Look below for the line holding "self.result.as_ref()" and the line holding "let mut result". Repeat those two and everything between, exactly.

--------------------------------------------------

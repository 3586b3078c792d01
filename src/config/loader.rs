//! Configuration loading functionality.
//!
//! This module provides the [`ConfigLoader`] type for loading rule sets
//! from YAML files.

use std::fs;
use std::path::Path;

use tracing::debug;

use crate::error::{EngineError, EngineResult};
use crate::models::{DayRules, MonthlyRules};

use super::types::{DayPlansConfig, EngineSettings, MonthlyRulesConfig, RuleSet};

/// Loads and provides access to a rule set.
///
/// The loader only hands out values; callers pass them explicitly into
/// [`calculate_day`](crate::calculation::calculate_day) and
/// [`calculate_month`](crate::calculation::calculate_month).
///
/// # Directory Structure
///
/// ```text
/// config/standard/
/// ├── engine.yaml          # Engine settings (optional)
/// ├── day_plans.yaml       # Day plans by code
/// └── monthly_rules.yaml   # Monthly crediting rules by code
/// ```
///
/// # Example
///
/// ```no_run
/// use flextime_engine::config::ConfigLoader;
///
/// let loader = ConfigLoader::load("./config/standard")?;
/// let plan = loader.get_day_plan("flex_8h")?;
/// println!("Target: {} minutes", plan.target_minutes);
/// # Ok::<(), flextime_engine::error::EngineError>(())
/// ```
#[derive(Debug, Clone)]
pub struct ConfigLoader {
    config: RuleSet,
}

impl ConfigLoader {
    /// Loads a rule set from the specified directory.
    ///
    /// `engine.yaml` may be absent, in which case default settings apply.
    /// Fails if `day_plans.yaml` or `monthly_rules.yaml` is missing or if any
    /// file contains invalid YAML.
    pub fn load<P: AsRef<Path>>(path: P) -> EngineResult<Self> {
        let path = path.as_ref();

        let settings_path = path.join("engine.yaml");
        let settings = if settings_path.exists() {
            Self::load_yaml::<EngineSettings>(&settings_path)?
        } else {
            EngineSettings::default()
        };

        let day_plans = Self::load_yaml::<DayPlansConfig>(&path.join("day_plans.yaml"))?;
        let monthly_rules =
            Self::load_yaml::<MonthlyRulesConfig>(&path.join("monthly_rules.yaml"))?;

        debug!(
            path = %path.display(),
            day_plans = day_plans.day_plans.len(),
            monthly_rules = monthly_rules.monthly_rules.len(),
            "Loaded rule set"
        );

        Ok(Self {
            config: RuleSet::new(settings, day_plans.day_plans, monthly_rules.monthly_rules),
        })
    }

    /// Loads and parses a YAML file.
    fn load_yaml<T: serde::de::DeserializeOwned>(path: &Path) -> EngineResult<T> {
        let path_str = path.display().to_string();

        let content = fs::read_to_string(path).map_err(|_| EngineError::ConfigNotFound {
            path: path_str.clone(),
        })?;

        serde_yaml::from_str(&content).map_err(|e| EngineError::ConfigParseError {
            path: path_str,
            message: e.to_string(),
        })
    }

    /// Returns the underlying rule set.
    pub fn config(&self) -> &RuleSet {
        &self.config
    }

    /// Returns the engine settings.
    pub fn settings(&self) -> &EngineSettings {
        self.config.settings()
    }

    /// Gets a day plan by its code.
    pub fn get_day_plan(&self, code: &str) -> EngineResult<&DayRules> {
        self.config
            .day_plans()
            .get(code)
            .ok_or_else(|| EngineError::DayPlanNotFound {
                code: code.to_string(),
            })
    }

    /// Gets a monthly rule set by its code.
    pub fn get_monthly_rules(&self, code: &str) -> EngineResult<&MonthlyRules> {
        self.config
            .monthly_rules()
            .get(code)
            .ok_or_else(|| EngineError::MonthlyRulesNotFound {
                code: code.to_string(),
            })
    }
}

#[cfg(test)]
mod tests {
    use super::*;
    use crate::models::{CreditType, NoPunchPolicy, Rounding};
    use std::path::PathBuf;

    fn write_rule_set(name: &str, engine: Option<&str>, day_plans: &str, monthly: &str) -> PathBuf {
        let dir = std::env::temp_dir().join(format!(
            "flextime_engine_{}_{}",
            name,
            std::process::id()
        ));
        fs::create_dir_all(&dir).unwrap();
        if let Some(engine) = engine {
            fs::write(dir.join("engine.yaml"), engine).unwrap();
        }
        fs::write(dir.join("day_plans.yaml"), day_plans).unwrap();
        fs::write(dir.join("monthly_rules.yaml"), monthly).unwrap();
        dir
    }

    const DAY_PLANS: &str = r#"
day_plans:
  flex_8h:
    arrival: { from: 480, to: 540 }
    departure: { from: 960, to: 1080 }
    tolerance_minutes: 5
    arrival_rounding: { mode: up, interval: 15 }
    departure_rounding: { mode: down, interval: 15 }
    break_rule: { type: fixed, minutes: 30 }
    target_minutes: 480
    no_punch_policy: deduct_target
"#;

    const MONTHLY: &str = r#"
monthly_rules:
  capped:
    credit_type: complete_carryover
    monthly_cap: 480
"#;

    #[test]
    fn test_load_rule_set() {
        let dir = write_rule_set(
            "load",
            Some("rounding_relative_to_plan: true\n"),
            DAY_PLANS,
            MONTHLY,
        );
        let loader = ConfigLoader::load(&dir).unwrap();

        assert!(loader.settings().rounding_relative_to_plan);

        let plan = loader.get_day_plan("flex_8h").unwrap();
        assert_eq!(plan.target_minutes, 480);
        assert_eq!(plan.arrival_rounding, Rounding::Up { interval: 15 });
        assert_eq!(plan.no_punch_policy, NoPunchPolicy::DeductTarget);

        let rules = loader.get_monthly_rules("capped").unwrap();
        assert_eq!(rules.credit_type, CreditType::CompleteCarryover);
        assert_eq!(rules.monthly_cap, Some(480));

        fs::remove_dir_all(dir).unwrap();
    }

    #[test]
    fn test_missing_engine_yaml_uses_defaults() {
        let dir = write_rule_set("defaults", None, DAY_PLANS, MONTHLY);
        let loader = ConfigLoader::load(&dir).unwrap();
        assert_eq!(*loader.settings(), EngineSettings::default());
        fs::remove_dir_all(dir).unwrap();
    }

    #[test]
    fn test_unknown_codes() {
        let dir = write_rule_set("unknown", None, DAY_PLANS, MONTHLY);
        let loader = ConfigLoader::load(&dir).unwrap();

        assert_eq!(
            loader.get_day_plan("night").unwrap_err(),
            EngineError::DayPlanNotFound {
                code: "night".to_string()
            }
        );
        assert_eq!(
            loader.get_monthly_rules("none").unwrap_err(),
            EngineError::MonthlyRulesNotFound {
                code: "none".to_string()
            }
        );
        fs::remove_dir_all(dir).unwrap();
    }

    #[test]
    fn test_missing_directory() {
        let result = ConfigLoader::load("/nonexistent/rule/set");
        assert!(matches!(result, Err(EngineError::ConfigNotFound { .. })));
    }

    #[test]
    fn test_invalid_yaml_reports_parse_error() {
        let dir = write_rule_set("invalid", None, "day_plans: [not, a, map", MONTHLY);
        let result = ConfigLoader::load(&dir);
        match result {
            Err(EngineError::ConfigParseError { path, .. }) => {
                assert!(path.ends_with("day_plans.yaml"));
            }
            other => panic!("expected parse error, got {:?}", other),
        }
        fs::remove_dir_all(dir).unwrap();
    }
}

--------------------------------------------------

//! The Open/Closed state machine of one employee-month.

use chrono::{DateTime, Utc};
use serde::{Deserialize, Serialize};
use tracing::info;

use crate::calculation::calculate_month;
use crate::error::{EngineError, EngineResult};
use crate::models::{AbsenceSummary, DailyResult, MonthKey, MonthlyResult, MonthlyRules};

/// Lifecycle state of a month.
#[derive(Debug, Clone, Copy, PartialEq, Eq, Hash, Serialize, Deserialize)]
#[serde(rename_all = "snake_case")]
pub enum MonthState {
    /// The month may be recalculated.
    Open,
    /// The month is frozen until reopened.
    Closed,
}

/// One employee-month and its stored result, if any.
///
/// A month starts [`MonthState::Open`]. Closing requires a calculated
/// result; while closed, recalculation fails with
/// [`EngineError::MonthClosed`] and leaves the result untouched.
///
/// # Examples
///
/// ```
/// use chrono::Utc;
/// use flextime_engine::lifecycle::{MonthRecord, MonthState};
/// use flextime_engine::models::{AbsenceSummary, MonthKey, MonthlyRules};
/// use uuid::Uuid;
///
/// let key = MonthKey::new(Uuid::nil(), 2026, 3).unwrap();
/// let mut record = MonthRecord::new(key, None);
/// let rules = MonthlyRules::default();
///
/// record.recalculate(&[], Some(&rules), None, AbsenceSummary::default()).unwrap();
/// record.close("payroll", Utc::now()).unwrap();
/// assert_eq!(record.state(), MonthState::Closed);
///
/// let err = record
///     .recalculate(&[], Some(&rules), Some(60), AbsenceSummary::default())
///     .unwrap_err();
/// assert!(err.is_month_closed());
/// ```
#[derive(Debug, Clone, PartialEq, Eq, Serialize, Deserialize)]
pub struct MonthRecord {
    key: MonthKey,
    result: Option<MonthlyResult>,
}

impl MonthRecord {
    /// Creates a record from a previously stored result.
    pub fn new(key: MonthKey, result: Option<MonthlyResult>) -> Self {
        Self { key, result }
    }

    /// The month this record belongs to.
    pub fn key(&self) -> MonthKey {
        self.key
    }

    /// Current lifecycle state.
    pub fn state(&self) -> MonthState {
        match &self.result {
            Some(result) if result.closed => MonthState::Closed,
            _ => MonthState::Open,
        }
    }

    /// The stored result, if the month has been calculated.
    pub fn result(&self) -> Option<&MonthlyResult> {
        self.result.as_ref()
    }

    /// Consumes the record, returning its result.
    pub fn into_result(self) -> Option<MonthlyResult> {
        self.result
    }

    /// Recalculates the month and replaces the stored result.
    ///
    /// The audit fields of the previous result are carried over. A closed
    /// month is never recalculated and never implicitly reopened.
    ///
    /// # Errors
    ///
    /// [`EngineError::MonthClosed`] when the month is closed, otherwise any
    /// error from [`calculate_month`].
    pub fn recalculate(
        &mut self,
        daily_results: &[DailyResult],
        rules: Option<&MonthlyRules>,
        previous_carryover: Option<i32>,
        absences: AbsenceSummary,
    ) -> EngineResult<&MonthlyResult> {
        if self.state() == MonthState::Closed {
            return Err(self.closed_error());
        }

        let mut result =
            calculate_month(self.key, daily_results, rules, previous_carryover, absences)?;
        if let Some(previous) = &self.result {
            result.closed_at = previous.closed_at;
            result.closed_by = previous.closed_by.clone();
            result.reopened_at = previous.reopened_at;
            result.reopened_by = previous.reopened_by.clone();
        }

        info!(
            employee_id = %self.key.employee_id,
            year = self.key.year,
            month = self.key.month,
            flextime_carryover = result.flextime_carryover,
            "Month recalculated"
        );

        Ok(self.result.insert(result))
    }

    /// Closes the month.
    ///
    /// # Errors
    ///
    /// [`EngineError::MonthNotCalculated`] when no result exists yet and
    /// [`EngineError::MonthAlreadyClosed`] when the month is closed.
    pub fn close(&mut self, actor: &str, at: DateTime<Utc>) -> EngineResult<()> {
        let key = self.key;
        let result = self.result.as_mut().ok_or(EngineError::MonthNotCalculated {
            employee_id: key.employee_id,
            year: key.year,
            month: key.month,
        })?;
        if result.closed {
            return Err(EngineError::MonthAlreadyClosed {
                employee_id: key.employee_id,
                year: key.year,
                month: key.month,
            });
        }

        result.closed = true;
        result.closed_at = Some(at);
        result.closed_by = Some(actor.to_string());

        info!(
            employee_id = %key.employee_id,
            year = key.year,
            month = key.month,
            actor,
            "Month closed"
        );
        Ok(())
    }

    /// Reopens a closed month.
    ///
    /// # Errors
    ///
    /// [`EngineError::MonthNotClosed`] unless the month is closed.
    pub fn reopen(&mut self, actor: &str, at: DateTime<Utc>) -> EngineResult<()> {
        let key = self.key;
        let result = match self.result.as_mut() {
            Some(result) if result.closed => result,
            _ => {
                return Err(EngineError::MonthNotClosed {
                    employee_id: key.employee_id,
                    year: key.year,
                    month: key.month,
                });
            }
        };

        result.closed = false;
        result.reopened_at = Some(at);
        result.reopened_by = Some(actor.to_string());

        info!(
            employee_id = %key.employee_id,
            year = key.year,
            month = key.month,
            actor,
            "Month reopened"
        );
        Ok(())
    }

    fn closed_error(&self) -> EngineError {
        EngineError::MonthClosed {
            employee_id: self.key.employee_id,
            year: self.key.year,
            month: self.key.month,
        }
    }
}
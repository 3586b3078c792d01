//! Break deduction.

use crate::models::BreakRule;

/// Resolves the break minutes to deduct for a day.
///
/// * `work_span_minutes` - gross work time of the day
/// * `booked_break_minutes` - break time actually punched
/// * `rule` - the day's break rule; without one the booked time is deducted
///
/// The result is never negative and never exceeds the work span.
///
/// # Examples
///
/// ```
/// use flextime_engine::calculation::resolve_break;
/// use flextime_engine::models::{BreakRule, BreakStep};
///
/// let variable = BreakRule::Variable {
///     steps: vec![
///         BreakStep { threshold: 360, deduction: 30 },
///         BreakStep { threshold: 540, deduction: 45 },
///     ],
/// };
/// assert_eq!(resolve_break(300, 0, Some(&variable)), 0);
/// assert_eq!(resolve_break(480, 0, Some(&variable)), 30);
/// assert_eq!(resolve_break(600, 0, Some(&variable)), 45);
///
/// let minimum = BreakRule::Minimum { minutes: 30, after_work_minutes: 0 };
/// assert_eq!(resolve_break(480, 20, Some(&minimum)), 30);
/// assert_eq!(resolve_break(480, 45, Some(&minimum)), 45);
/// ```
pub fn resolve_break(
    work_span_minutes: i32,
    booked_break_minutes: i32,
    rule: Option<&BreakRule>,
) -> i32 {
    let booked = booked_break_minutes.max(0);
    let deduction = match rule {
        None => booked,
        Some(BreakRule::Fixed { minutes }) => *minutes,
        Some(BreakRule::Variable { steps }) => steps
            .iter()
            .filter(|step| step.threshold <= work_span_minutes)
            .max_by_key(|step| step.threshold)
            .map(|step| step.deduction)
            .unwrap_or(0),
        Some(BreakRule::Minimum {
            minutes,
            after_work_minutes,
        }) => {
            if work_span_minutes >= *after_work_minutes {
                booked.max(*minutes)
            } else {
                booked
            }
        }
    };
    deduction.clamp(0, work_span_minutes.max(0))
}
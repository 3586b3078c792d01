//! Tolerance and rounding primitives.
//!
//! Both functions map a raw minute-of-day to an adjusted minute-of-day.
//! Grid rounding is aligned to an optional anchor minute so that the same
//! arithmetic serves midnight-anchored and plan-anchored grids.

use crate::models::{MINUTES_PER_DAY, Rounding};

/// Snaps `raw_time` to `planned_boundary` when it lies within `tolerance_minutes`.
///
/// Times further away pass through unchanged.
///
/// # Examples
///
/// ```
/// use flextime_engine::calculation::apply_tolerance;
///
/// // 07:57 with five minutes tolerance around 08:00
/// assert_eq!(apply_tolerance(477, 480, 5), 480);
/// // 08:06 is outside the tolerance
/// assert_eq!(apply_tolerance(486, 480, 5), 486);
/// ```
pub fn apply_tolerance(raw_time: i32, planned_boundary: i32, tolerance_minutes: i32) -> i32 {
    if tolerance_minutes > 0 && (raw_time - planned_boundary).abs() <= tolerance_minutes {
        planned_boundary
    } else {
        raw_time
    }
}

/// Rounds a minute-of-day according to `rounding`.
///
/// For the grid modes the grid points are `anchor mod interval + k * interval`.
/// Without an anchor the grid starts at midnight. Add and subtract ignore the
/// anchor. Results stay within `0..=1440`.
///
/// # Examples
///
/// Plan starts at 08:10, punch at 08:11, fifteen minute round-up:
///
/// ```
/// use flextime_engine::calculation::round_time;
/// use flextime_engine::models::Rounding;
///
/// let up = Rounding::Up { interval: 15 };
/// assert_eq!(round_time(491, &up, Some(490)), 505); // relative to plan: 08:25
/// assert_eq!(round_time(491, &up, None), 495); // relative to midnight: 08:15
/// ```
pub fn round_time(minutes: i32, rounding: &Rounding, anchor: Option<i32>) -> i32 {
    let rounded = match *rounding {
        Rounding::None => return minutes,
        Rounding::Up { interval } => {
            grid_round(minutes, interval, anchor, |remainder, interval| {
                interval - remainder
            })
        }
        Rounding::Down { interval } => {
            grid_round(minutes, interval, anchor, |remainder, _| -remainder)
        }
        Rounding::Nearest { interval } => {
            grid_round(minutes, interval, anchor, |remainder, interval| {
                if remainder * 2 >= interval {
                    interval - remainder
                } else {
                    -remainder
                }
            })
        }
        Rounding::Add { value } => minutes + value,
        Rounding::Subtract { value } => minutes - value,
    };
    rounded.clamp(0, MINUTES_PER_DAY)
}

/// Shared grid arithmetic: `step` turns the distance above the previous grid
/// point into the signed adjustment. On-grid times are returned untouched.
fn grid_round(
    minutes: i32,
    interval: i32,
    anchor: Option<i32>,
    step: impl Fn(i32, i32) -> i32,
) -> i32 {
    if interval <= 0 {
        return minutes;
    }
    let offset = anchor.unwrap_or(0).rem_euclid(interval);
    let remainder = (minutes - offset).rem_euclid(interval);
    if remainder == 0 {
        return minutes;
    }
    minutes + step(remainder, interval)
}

--------------------------------------------------

=== YOUR SOLUTION ===
        self.result.as_ref()
    }

    /// Consumes the record, returning its result.
    pub fn into_result(self) -> Option<MonthlyResult> {
        self.result
    }

    /// Recalculates the month and replaces the stored result.
    ///
    /// The audit fields of the previous result are carried over. A closed
    /// month is never recalculated and never implicitly reopened.
    ///
    /// # Errors
    ///
    /// [`EngineError::MonthClosed`] when the month is closed, otherwise any
    /// error from [`calculate_month`].
    pub fn recalculate(
        &mut self,
        daily_results: &[DailyResult],
        rules: Option<&MonthlyRules>,
        previous_carryover: Option<i32>,
        absences: AbsenceSummary,
    ) -> EngineResult<&MonthlyResult> {
        if self.state() == MonthState::Closed {
            return Err(self.closed_error());
        }

        let mut result =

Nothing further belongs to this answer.